:: Task details ::
Filter out every line below that lacks "ImageProcessing", and copy the rest.

:: Records for processing ::
//! Error types module
//!
//! `AppError` is the error type of the core crate and of metadata store backends.
//! Processing and storage crates define their own error enums; the service layer
//! aggregates them.

use std::io;

/// Log level for error reporting
#[derive(Debug, Clone, Copy, PartialEq, Eq)]
pub enum LogLevel {
    /// Expected errors like validation failures
    Debug,
    /// Recoverable issues
    Warn,
    /// Unexpected failures
    Error,
}

#[derive(Debug, thiserror::Error)]
pub enum AppError {
    #[error("Not found: {0}")]
    NotFound(String),

    #[error("Conflict: {0}")]
    Conflict(String),

    #[error("Invalid input: {0}")]
    InvalidInput(String),

    #[error("Storage error: {0}")]
    Storage(String),

    #[error("Image processing error: {0}")]
    ImageProcessing(String),

    #[error("Internal error: {0}")]
    Internal(String),

    #[error("Internal error with source")]
    InternalWithSource {
        message: String,
        #[source]
        source: anyhow::Error,
    },
}

pub type AppResult<T> = Result<T, AppError>;

impl AppError {
    /// Machine-readable error code (e.g. "NOT_FOUND")
    pub fn error_code(&self) -> &'static str {
        app_error_static_metadata(self).0
    }

    /// Whether the failed call may succeed if retried
    pub fn is_recoverable(&self) -> bool {
        app_error_static_metadata(self).1
    }

    pub fn log_level(&self) -> LogLevel {
        app_error_static_metadata(self).2
    }
}

/// Static metadata for each variant: (error_code, recoverable, log_level).
fn app_error_static_metadata(err: &AppError) -> (&'static str, bool, LogLevel) {
    match err {
        AppError::NotFound(_) => ("NOT_FOUND", false, LogLevel::Debug),
        AppError::Conflict(_) => ("CONFLICT", false, LogLevel::Debug),
        AppError::InvalidInput(_) => ("INVALID_INPUT", false, LogLevel::Debug),
        AppError::Storage(_) => ("STORAGE_ERROR", true, LogLevel::Error),
        AppError::ImageProcessing(_) => ("IMAGE_PROCESSING_ERROR", false, LogLevel::Warn),
        AppError::Internal(_) | AppError::InternalWithSource { .. } => {
            ("INTERNAL_ERROR", true, LogLevel::Error)
        }
    }
}

impl From<anyhow::Error> for AppError {
    fn from(err: anyhow::Error) -> Self {
        AppError::InternalWithSource {
            message: err.to_string(),
            source: err,
        }
    }
}

impl From<io::Error> for AppError {
    fn from(err: io::Error) -> Self {
        AppError::Internal(format!("IO error: {}", err))
    }
}

impl From<serde_json::Error> for AppError {
    fn from(err: serde_json::Error) -> Self {
        AppError::InvalidInput(format!("JSON parsing error: {}", err))
    }
}

#[cfg(test)]
mod tests {
    use super::*;

    #[test]
    fn test_error_codes() {
        assert_eq!(AppError::NotFound("x".into()).error_code(), "NOT_FOUND");
        assert_eq!(AppError::Conflict("x".into()).error_code(), "CONFLICT");
        assert_eq!(AppError::Storage("x".into()).error_code(), "STORAGE_ERROR");
    }

    #[test]
    fn test_recoverable_and_log_level() {
        assert!(AppError::Storage("disk".into()).is_recoverable());
        assert!(!AppError::InvalidInput("bad".into()).is_recoverable());
        assert_eq!(AppError::Internal("boom".into()).log_level(), LogLevel::Error);
        assert_eq!(AppError::NotFound("img".into()).log_level(), LogLevel::Debug);
    }

    #[test]
    fn test_from_conversions() {
        let err: AppError = io::Error::new(io::ErrorKind::Other, "disk gone").into();
        assert!(matches!(err, AppError::Internal(_)));

        let json_err = serde_json::from_str::<serde_json::Value>("{").unwrap_err();
        let err: AppError = json_err.into();
        assert!(matches!(err, AppError::InvalidInput(_)));

        let err: AppError = anyhow::anyhow!("wrapped").into();
        assert_eq!(err.error_code(), "INTERNAL_ERROR");
    }
}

:: Task answer ::
    ImageProcessing(String),
        AppError::ImageProcessing(_) => ("IMAGE_PROCESSING_ERROR", false, LogLevel::Warn),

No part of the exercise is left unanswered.